_THE PROBLEM_
Each record is to be printed exactly as given, down to the last mark.

──────── RECORD EXCERPTS ────────

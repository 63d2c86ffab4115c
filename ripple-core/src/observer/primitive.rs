//! Observer for properties of primitive values.

use super::{Observable, ObserverKind, PropertyObserver};
use crate::error::ObservationError;
use crate::reactive::{Subscriber, SubscriberId};
use crate::value::Value;

/// Primitives are immutable, so there is nothing to observe: `set` and
/// `subscribe` are no-ops and no notification is ever sent.
pub struct PrimitiveObserver {
    target: Value,
    key: String,
}

impl PrimitiveObserver {
    pub(crate) fn new(target: Value, key: &str) -> Self {
        Self {
            target,
            key: key.to_string(),
        }
    }
}

impl Observable for PrimitiveObserver {
    fn subscribe(&self, _: Subscriber) {}

    fn unsubscribe(&self, _: SubscriberId) {}

    fn subscriber_count(&self) -> usize {
        0
    }
}

impl PropertyObserver for PrimitiveObserver {
    /// `length` of strings; `undefined` for everything else.
    fn get_value(&self) -> Value {
        match (&self.target, self.key.as_str()) {
            (Value::String(s), "length") => Value::from(s.encode_utf16().count()),
            _ => Value::Undefined,
        }
    }

    fn set_value(&self, _: Value) -> Result<(), ObservationError> {
        Ok(())
    }

    fn kind(&self) -> ObserverKind {
        ObserverKind::Primitive
    }
}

────────

_TASK RESPONSE_
repository 63d2c86ffab4115c
filename ripple-core/src/observer/primitive.rs
//! Observer for properties of primitive values.

use super::{Observable, ObserverKind, PropertyObserver};
use crate::error::ObservationError;
use crate::reactive::{Subscriber, SubscriberId};
use crate::value::Value;

/// Primitives are immutable, so there is nothing to observe: `set` and
/// `subscribe` are no-ops and no notification is ever sent.
pub struct PrimitiveObserver {
    target: Value,
    key: String,
}

impl PrimitiveObserver {
    pub(crate) fn new(target: Value, key: &str) -> Self {
        Self {
            target,
            key: key.to_string(),
        }
    }
}

impl Observable for PrimitiveObserver {
    fn subscribe(&self, _: Subscriber) {}

    fn unsubscribe(&self, _: SubscriberId) {}

    fn subscriber_count(&self) -> usize {
        0
    }
}

impl PropertyObserver for PrimitiveObserver {
    /// `length` of strings; `undefined` for everything else.
    fn get_value(&self) -> Value {
        match (&self.target, self.key.as_str()) {
            (Value::String(s), "length") => Value::from(s.encode_utf16().count()),
            _ => Value::Undefined,
        }
    }

    fn set_value(&self, _: Value) -> Result<(), ObservationError> {
        Ok(())
    }

    fn kind(&self) -> ObserverKind {
        ObserverKind::Primitive
    }
}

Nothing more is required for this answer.